#### Records for processing

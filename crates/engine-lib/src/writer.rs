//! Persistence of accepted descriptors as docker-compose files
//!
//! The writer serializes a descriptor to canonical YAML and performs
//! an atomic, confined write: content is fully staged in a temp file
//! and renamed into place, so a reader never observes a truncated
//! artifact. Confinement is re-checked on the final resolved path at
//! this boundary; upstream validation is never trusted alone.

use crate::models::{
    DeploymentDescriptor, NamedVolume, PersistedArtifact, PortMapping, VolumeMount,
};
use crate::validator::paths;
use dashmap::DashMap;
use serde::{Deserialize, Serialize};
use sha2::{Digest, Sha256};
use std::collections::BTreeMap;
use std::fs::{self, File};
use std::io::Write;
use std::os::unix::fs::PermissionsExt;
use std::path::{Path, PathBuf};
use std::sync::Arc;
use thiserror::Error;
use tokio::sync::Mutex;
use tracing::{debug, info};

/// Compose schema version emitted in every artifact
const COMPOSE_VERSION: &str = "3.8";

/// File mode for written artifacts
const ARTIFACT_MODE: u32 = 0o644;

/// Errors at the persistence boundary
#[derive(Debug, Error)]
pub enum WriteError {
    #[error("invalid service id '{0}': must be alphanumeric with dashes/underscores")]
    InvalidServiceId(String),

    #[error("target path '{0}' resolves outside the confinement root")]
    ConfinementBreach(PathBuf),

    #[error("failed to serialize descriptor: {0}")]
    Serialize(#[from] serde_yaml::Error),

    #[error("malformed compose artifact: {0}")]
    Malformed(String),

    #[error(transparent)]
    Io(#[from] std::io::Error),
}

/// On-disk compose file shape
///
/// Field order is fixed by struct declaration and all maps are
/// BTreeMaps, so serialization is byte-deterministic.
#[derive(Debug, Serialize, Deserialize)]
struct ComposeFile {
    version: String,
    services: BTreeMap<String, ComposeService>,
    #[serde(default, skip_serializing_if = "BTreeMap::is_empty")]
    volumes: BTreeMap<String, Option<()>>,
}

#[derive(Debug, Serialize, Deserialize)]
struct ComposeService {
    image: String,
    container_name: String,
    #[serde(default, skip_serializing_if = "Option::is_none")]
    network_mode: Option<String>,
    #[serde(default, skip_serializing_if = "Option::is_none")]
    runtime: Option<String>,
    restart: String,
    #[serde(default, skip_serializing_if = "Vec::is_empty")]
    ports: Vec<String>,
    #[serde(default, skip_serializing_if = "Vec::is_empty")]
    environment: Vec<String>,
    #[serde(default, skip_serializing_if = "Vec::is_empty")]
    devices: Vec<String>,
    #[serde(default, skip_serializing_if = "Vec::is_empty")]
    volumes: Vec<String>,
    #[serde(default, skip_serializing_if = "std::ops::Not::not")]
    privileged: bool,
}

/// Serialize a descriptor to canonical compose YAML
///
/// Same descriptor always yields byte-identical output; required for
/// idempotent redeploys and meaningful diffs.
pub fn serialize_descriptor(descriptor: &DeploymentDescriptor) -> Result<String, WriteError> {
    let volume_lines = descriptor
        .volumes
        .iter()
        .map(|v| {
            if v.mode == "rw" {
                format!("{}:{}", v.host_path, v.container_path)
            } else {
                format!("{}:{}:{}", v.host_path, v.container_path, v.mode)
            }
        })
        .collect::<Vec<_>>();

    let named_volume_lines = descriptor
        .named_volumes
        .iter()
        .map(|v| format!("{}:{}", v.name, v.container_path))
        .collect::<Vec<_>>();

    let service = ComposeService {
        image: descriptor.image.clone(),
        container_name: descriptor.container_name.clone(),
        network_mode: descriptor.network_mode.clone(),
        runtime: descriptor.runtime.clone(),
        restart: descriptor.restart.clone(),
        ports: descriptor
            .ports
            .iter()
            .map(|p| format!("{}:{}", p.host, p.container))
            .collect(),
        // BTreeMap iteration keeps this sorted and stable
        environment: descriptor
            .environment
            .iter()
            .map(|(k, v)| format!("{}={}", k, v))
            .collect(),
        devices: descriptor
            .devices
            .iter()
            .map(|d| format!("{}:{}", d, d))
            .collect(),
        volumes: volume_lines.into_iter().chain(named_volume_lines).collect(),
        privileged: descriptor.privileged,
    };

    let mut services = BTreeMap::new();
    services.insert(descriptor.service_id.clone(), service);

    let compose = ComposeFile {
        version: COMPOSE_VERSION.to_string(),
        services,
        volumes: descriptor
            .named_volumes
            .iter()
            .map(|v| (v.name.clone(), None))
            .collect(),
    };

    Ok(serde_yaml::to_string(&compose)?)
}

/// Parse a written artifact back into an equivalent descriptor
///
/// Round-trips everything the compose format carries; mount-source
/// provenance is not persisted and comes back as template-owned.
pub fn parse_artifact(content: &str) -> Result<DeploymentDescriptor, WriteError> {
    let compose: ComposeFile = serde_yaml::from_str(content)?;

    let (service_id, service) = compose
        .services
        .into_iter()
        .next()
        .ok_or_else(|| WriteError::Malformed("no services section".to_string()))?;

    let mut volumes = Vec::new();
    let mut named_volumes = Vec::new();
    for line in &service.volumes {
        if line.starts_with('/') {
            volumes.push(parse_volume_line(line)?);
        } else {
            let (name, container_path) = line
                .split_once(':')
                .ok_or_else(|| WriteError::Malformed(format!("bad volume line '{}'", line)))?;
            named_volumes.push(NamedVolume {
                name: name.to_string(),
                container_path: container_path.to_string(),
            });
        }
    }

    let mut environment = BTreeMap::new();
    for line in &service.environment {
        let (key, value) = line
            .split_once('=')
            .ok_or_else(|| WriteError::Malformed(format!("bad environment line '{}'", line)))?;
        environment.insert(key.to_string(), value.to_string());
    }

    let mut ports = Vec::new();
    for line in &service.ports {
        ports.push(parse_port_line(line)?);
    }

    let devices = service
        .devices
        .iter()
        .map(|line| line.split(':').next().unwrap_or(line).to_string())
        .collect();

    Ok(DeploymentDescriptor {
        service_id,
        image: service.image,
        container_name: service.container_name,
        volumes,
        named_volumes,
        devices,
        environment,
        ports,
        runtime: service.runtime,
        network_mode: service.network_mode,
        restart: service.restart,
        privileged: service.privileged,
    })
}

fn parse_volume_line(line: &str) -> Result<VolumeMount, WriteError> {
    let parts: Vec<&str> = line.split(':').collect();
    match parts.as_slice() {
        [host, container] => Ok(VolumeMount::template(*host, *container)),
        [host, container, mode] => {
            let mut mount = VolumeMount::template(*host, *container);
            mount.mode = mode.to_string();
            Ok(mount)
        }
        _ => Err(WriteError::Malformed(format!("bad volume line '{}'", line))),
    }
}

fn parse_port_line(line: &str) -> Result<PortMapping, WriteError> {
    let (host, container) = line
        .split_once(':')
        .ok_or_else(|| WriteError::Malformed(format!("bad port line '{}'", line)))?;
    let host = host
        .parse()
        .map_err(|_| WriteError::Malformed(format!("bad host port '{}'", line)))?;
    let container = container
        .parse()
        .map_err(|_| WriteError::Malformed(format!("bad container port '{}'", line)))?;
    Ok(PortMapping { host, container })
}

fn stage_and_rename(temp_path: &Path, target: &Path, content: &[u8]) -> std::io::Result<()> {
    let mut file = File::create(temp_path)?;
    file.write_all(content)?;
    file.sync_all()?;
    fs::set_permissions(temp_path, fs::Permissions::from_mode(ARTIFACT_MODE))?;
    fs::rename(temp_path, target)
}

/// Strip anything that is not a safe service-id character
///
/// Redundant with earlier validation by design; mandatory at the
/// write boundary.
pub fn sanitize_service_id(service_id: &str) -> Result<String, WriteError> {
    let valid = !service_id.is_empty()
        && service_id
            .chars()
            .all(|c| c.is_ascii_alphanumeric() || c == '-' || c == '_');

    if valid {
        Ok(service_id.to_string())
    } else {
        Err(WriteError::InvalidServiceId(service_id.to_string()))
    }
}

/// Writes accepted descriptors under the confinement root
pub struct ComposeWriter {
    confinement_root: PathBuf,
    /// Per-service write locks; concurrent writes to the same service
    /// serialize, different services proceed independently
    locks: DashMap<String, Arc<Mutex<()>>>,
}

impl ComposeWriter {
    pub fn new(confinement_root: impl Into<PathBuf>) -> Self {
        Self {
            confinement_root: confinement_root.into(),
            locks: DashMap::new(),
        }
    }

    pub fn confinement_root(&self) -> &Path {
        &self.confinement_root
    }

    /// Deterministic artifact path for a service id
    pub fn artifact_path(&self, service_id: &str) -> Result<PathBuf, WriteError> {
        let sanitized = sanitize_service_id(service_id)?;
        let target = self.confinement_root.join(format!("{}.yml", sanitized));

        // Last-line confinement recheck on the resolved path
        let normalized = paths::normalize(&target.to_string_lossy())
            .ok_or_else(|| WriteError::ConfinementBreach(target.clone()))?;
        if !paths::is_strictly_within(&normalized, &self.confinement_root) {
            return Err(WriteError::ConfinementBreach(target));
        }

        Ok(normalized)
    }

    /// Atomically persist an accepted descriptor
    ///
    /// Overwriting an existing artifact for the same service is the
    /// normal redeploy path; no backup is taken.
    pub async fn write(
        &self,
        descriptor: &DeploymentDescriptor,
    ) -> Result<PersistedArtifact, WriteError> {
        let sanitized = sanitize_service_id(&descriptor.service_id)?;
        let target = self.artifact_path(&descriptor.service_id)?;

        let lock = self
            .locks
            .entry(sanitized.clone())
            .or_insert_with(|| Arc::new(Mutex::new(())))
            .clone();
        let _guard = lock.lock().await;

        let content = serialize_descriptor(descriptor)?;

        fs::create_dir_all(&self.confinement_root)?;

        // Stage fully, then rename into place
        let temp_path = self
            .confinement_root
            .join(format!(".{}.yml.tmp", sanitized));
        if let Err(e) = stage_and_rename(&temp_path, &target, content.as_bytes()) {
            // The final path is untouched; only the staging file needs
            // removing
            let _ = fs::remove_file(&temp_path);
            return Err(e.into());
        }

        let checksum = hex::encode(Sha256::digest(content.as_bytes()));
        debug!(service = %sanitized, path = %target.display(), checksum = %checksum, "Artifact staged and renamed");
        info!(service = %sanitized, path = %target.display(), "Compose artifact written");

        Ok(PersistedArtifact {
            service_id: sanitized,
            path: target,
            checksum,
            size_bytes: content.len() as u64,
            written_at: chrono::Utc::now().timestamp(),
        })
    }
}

########

### [What the exercise asks]
Your answer should be every line above that contains the word "devices".

### [Solution to the problem]
    devices: Vec<String>,
        devices: descriptor
            .devices
    let devices = service
        .devices
        devices,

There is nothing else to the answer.